From the listing that follows, report the number of lines with the word "BTreeMap" in them, and no other output.

▶ [ENTRIES PROVIDED]:
Content starts
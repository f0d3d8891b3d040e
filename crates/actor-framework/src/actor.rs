//! # Generic Actor Server
//!
//! `ResourceActor` owns the keyed store for one entity type and processes
//! requests strictly one at a time, so every read-modify-write on the store is
//! serialized without locks.

use crate::client::ResourceClient;
use crate::entity::ActorEntity;
use crate::error::FrameworkError;
use crate::message::ResourceRequest;
use std::collections::BTreeMap;
use tokio::sync::mpsc;
use tracing::{debug, info, warn};

/// The generic actor that manages a collection of entities.
///
/// This is the "server" half of the actor. It owns the state (`store`) and the
/// receiving end of the channel. Each actor runs in its own Tokio task and
/// handles one message at a time, which gives single-writer semantics for
/// every entity it holds.
///
/// # Usage Pattern
///
/// 1.  **Create**: `ResourceActor::new()` returns the actor and its client.
/// 2.  **Wire**: pass dependencies into `actor.run(context)`.
/// 3.  **Run**: spawn the run loop in a background task.
///
/// ```rust,ignore
/// let (actor, client) = ResourceActor::<Product>::new(32);
/// tokio::spawn(actor.run(context));
/// let view = client.create(draft).await?;
/// ```
///
/// # Write Semantics
///
/// * **Create**: assigns the next id, builds the entity, runs `on_create`,
///   stores it, runs `on_commit`.
/// * **Update / Action**: clones the stored entity, applies the hook to the
///   clone and only replaces the stored value if the hook succeeded. On error
///   the store is untouched.
/// * **Delete**: removes the entity, then runs `on_removed` on it.
/// * **Get / List**: return clones. `List` is ordered by id.
pub struct ResourceActor<T: ActorEntity> {
    receiver: mpsc::Receiver<ResourceRequest<T>>,
    store: BTreeMap<T::Id, T>,
    next_id: u64,
}

impl<T: ActorEntity> ResourceActor<T> {
    /// Creates a new `ResourceActor` and its associated `ResourceClient`.
    ///
    /// `buffer_size` is the mailbox capacity. When it is full, client calls
    /// wait until there is space.
    pub fn new(buffer_size: usize) -> (Self, ResourceClient<T>) {
        let (sender, receiver) = mpsc::channel(buffer_size);
        let actor = Self {
            receiver,
            store: BTreeMap::new(),
            next_id: 1,
        };
        let client = ResourceClient::new(sender);
        (actor, client)
    }

    /// Runs the actor's event loop, processing messages until the channel closes.
    ///
    /// The `context` is injected into every entity hook.
    pub async fn run(mut self, context: T::Context) {
        // Just the type name ("Product" rather than the full module path)
        let entity_type = std::any::type_name::<T>()
            .split("::")
            .last()
            .unwrap_or("Unknown");
        info!(entity_type, "Actor started");

        while let Some(msg) = self.receiver.recv().await {
            match msg {
                ResourceRequest::Create { params, respond_to } => {
                    debug!(entity_type, ?params, "Create");
                    let id = T::Id::from(self.next_id);
                    self.next_id += 1;

                    let mut item = match T::from_create_params(id.clone(), params) {
                        Ok(item) => item,
                        Err(e) => {
                            warn!(entity_type, error = %e, "Create failed");
                            let _ = respond_to.send(Err(FrameworkError::Entity(e)));
                            continue;
                        }
                    };
                    if let Err(e) = item.on_create(&context).await {
                        warn!(entity_type, error = %e, "on_create failed");
                        let _ = respond_to.send(Err(FrameworkError::Entity(e)));
                        continue;
                    }
                    self.store.insert(id.clone(), item.clone());
                    info!(entity_type, %id, size = self.store.len(), "Created");
                    let view = item.on_commit(&context).await;
                    let _ = respond_to.send(Ok(view));
                }
                ResourceRequest::Get { id, respond_to } => {
                    let item = self.store.get(&id).cloned();
                    let found = item.is_some();
                    debug!(entity_type, %id, found, "Get");
                    let _ = respond_to.send(Ok(item));
                }
                ResourceRequest::List { respond_to } => {
                    debug!(entity_type, size = self.store.len(), "List");
                    let _ = respond_to.send(Ok(self.store.values().cloned().collect()));
                }
                ResourceRequest::Update {
                    id,
                    update,
                    respond_to,
                } => {
                    debug!(entity_type, %id, ?update, "Update");
                    let Some(mut staged) = self.store.get(&id).cloned() else {
                        warn!(entity_type, %id, "Not found");
                        let _ = respond_to.send(Err(FrameworkError::NotFound(id)));
                        continue;
                    };
                    if let Err(e) = staged.on_update(update, &context).await {
                        warn!(entity_type, %id, error = %e, "Update failed");
                        let _ = respond_to.send(Err(FrameworkError::Entity(e)));
                        continue;
                    }
                    self.store.insert(id.clone(), staged.clone());
                    info!(entity_type, %id, "Updated");
                    let view = staged.on_commit(&context).await;
                    let _ = respond_to.send(Ok(view));
                }
                ResourceRequest::Delete { id, respond_to } => {
                    debug!(entity_type, %id, "Delete");
                    match self.store.remove(&id) {
                        Some(item) => {
                            info!(entity_type, %id, size = self.store.len(), "Deleted");
                            item.on_removed(&context).await;
                            let _ = respond_to.send(Ok(()));
                        }
                        None => {
                            warn!(entity_type, %id, "Not found");
                            let _ = respond_to.send(Err(FrameworkError::NotFound(id)));
                        }
                    }
                }
                ResourceRequest::Action {
                    id,
                    action,
                    respond_to,
                } => {
                    debug!(entity_type, %id, ?action, "Action");
                    let Some(mut staged) = self.store.get(&id).cloned() else {
                        warn!(entity_type, %id, "Not found");
                        let _ = respond_to.send(Err(FrameworkError::NotFound(id)));
                        continue;
                    };
                    if let Err(e) = staged.handle_action(action, &context).await {
                        warn!(entity_type, %id, error = %e, "Action failed");
                        let _ = respond_to.send(Err(FrameworkError::Entity(e)));
                        continue;
                    }
                    self.store.insert(id.clone(), staged.clone());
                    info!(entity_type, %id, "Action ok");
                    let view = staged.on_commit(&context).await;
                    let _ = respond_to.send(Ok(view));
                }
            }
        }

        info!(entity_type, size = self.store.len(), "Shutdown");
    }
}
Content ends
▶ [THE ANSWER]: 3